Конечно, нельзя сказать, в какую форму вылился бы распад монархии, если бы удалось избежать войны. Но он, несомненно, был бы менее ужасен. Процесс, вероятно, протекал бы более медлительно и не увлек бы за собой всего мира.

Мы были обречены на гибель и должны были умереть. Но род смерти мы могли выбрать, и мы выбрали самую ужасную смерть. Сами того не зная, мы с началом войны потеряли нашу самостоятельность. Из субъекта мы превратились в объект. Но раз эта несчастная война началась, мы не могли ее остановить: Лондонская конференция вынесла смертный приговор над империей Габсбургов, и сепаратный мир не принес бы нам смерти слаще, чем выдержка и верность в рядах наших союзников.

II. Конопишт

Неуравновешенная натура Франца-Фердинанда. – Парк в Конопиште. – Недостаток ораторского таланта. – Ожесточение. – Антипатия против всего венгерского. – Против раболепства и лицемерия. – Франц-Фердинанд и Эренталь. – Проект Великой Австрии. – Отношения с Францем-Иосифом. – Сближение с императором Вильгельмом. – Престолонаследник не подстрекал к войне. – Герцогиня фон Гогенберн. – Личное бесстрашие. – Крупные достоинства. – Старый император. – Смерть Франца-Фердинанда. – Намечавшееся преобразование монархии. – Войско и флот. Союз трех императоров против революции. – Отношение к сербам скорее доброжелательно, чем враждебно. – Против теснейшего сближения с Германией.

1

Конопишт породил много разных легенд. Владелец этого замка был первой жертвой страшного мирового пожарища, и поведение его в годы, предшествующие войне, подвергалось многочисленным и отчасти неверным толкованиям.

Натура престолонаследника была крайне своеобразна. Главной чертой его характера была крайняя неровность.
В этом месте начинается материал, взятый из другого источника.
// src/timeline.rs
//! Day grouping for an ordered timeline.

use std::fmt;

use chrono::{DateTime, NaiveDate, TimeZone, Utc};

use crate::ingest::types::Event;

/// Header text for a group of events sharing a calendar day.
#[derive(Debug, Clone, Copy, PartialEq, Eq)]
pub enum DayLabel {
    Today,
    Date(NaiveDate),
}

impl fmt::Display for DayLabel {
    fn fmt(&self, f: &mut fmt::Formatter<'_>) -> fmt::Result {
        match self {
            DayLabel::Today => f.write_str("Today"),
            DayLabel::Date(d) => write!(f, "{}", d.format("%A %d %B")),
        }
    }
}

/// Single forward pass over a recency-ordered timeline, remembering only the
/// calendar day of the previous event. Days are full dates in `tz`, so the
/// same day-of-year in different years never matches.
pub struct DayPartitioner<Tz: TimeZone> {
    tz: Tz,
    today: NaiveDate,
    current: Option<NaiveDate>,
}

impl<Tz: TimeZone> DayPartitioner<Tz> {
    pub fn new(now: DateTime<Utc>, tz: Tz) -> Self {
        let today = now.with_timezone(&tz).date_naive();
        Self {
            tz,
            today,
            current: None,
        }
    }

    /// Returns a header when `on` starts a new day.
    pub fn observe(&mut self, on: DateTime<Utc>) -> Option<DayLabel> {
        let day = on.with_timezone(&self.tz).date_naive();
        if self.current == Some(day) {
            return None;
        }
        self.current = Some(day);
        Some(if day == self.today {
            DayLabel::Today
        } else {
            DayLabel::Date(day)
        })
    }
}

#[derive(Debug, Clone, PartialEq)]
pub enum Entry<'a> {
    DayHeader(DayLabel),
    Event(&'a Event),
}

/// Interleave day headers with the events they introduce.
pub fn layout<Tz: TimeZone>(events: &[Event], now: DateTime<Utc>, tz: Tz) -> Vec<Entry<'_>> {
    let mut days = DayPartitioner::new(now, tz);
    let mut out = Vec::with_capacity(events.len() + 8);
    for ev in events {
        if let Some(label) = days.observe(ev.on()) {
            out.push(Entry::DayHeader(label));
        }
        out.push(Entry::Event(ev));
    }
    out
}
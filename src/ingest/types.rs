// src/ingest/types.rs
use std::fmt;
use std::sync::Arc;

use anyhow::Result;
use chrono::{DateTime, Utc};

/// Which collaborator produced a record.
#[derive(Debug, Clone, Copy, PartialEq, Eq, Hash)]
pub enum SourceKind {
    Github,
    Gitlab,
    Jira,
}

impl SourceKind {
    pub fn as_str(&self) -> &'static str {
        match self {
            SourceKind::Github => "github",
            SourceKind::Gitlab => "gitlab",
            SourceKind::Jira => "jira",
        }
    }

    /// Capitalized name used in stats headers.
    pub fn title(&self) -> &'static str {
        match self {
            SourceKind::Github => "Github",
            SourceKind::Gitlab => "Gitlab",
            SourceKind::Jira => "Jira",
        }
    }
}

impl fmt::Display for SourceKind {
    fn fmt(&self, f: &mut fmt::Formatter<'_>) -> fmt::Result {
        f.write_str(self.as_str())
    }
}

/// Record shapes the timeline knows how to display.
#[derive(Debug, Clone, PartialEq, Eq)]
pub enum Payload {
    /// A repository commit (gitlab).
    Commit {
        short_id: String,
        title: String,
        author: String,
    },
    /// An entry of a repository activity feed (gitlab).
    FeedEntry { title: String, link: Option<String> },
    /// An event performed by a user (github).
    RepoEvent {
        kind: String,
        repo: String,
        action: Option<String>,
        reference: Option<String>,
        ref_type: Option<String>,
        number: Option<u64>,
    },
    /// An issue assigned to a user (jira).
    Issue { key: String, summary: String },
    /// An activity stream item (jira), title may contain HTML.
    Activity { title: String },
    /// A record its collaborator could not map onto a known shape.
    Unrecognized {
        source: SourceKind,
        type_name: String,
    },
}

impl Payload {
    /// The source a payload belongs to.
    pub fn source(&self) -> SourceKind {
        match self {
            Payload::Commit { .. } | Payload::FeedEntry { .. } => SourceKind::Gitlab,
            Payload::RepoEvent { .. } => SourceKind::Github,
            Payload::Issue { .. } | Payload::Activity { .. } => SourceKind::Jira,
            Payload::Unrecognized { source, .. } => *source,
        }
    }
}

/// One timestamped record on the timeline.
///
/// Fields are private: once built, an event is only reordered and regrouped,
/// never edited. The source tag is derived from the payload, so the two can
/// not disagree.
#[derive(Debug, Clone, PartialEq, Eq)]
pub struct Event {
    on: DateTime<Utc>,
    payload: Payload,
}

impl Event {
    pub fn new(on: DateTime<Utc>, payload: Payload) -> Self {
        Self { on, payload }
    }

    pub fn source(&self) -> SourceKind {
        self.payload.source()
    }

    pub fn on(&self) -> DateTime<Utc> {
        self.on
    }

    pub fn payload(&self) -> &Payload {
        &self.payload
    }
}

/// One line of the stats listing (a repository, a project, an issue).
#[derive(Debug, Clone, PartialEq, Eq)]
pub struct StatItem {
    pub name: String,
    pub description: String,
}

/// All stats lines gathered from one source.
#[derive(Debug, Clone, PartialEq, Eq)]
pub struct Stat {
    pub source: SourceKind,
    pub items: Vec<StatItem>,
}

/// A single, independent, stateless fetch against one source.
#[async_trait::async_trait]
pub trait FetchOperation<T>: Send + Sync {
    async fn fetch(&self) -> Result<Vec<T>>;
    /// Short operation name for logs, e.g. "commits".
    fn name(&self) -> &'static str;
}

/// One entry of the activation set: a source tag paired with a fetch operation.
pub struct Activation<T> {
    pub source: SourceKind,
    pub operation: Arc<dyn FetchOperation<T>>,
}

impl<T> Activation<T> {
    pub fn new(source: SourceKind, operation: Arc<dyn FetchOperation<T>>) -> Self {
        Self { source, operation }
    }

    /// "source/operation" label used in logs.
    pub fn label(&self) -> String {
        format!("{}/{}", self.source, self.operation.name())
    }
}

impl<T> Clone for Activation<T> {
    fn clone(&self) -> Self {
        Self {
            source: self.source,
            operation: Arc::clone(&self.operation),
        }
    }
}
Он редко шел по среднему пути и так же горячо ненавидел, как и любил. Он выделялся решительно во всем, он ничего не делал, как другие люди, и все, за что он брался, вырастало до сверхъестественных размеров. Его страсть покупать и коллекционировать древности была анекдотична и действительно фантастична. Он был чудесный стрелок, но охоту он признавал лишь в грандиозных масштабах, и дичи он перебил не менее ста тысяч штук. За несколько лет до смерти он закончил пятую тысячу убитых им оленей.

Его искусство стрелять в цель как дробью, так и пулями, было совершенно невероятно. Путешествуя вокруг света, он встретил в Индии у какого-то магараджи стрелка-профессионала. Гости задумали кидать монеты вверх, и профессионал сбивал их. Эрцгерцог также попробовал и побил индуса. При стрельбе он пренебрегал всеми современными усовершенствованными приспособлениями, вроде винтовки, снабженной подзорной трубой, – он всегда стрелял из двухствольной винтовки, и его исключительно дальнозоркие глаза вполне заменяли ему подзорную трубу.

Художественный вкус к планировке парков привел его в последние годы его жизни к развитию главной его страсти: в Конопиште он знал каждое дерево и куст, а больше всего он любил свои цветы. Он был сам своим садовником. Все грядки были засажены по его точным указаниям. Он знал условия, нужные каждому отдельному растению, разбирался в почве, полезной им, и частые изменения или нововведения проводились лишь на основании его точных предписаний. Здесь все происходило в гигантском масштабе; вероятно, деньги, ухлопанные на этот парк, были огромны.

Художественное чутье эрцгерцога было во многих отношениях исключительным: ни одному антиквару не удалось продать ему современное произведение за старинное; вкуса у него было не меньше, чем понимания. Зато музыка была для него неприятным шумом, а поэтов он от души презирал. Он терпеть не мог Вагнера и был вполне равнодушен к Гете. Он был также неспособен к языкам – французским языком владел весьма посредственно, а помимо него, в сущности, не знал ни одного языка; по-итальянски и по-чешски он успел лишь кое-что перехватить.